● Task to carry out:
Your answer must be a single number: the count of lines in the records below that include the string "without".

● Provided data:
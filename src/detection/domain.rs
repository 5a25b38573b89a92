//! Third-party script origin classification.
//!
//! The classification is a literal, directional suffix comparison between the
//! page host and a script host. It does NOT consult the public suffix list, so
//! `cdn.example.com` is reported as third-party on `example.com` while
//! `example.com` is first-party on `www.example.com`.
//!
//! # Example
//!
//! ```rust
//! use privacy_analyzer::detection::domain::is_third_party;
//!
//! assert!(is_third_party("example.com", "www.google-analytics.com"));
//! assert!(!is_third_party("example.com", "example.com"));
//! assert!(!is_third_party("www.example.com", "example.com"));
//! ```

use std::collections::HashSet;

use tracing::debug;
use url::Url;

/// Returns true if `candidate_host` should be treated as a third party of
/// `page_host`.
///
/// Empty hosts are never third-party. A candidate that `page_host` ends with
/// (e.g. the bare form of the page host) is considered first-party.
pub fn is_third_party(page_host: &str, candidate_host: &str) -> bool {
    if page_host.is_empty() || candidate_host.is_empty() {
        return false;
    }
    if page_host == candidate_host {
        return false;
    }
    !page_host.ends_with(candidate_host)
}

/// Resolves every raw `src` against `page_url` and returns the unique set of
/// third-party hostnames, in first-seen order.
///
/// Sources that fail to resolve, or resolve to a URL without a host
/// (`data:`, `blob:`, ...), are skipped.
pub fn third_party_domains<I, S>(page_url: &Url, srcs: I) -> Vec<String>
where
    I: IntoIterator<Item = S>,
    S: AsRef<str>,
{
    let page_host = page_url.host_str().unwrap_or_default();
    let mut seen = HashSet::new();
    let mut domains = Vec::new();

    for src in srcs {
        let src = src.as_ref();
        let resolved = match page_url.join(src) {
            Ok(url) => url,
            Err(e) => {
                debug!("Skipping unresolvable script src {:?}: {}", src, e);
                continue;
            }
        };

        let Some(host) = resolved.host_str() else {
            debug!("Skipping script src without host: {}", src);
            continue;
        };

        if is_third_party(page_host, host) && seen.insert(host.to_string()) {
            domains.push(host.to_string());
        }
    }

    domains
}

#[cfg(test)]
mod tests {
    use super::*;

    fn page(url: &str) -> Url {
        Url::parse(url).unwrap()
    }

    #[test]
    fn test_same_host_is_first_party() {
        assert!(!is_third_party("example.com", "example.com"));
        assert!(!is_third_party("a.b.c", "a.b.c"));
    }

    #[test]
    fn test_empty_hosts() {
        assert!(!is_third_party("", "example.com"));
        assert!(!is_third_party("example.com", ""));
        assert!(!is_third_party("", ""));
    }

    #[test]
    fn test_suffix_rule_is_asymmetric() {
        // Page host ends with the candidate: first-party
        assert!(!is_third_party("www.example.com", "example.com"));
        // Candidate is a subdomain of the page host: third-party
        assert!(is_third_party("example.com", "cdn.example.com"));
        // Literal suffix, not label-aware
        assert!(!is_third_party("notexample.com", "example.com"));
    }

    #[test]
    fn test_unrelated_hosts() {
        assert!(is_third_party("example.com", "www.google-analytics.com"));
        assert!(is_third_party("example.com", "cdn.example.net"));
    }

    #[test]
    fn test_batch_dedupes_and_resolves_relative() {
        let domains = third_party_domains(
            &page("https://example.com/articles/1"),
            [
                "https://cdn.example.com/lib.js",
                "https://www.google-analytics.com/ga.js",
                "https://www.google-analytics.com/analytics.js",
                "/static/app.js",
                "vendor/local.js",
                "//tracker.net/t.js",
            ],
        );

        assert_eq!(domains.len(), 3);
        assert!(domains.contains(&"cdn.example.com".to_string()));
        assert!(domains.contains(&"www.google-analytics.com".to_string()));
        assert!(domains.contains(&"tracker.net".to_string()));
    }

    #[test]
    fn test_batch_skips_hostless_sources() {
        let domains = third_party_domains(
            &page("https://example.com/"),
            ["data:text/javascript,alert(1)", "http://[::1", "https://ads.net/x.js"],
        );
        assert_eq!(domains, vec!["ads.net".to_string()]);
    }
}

● Response to this task:
2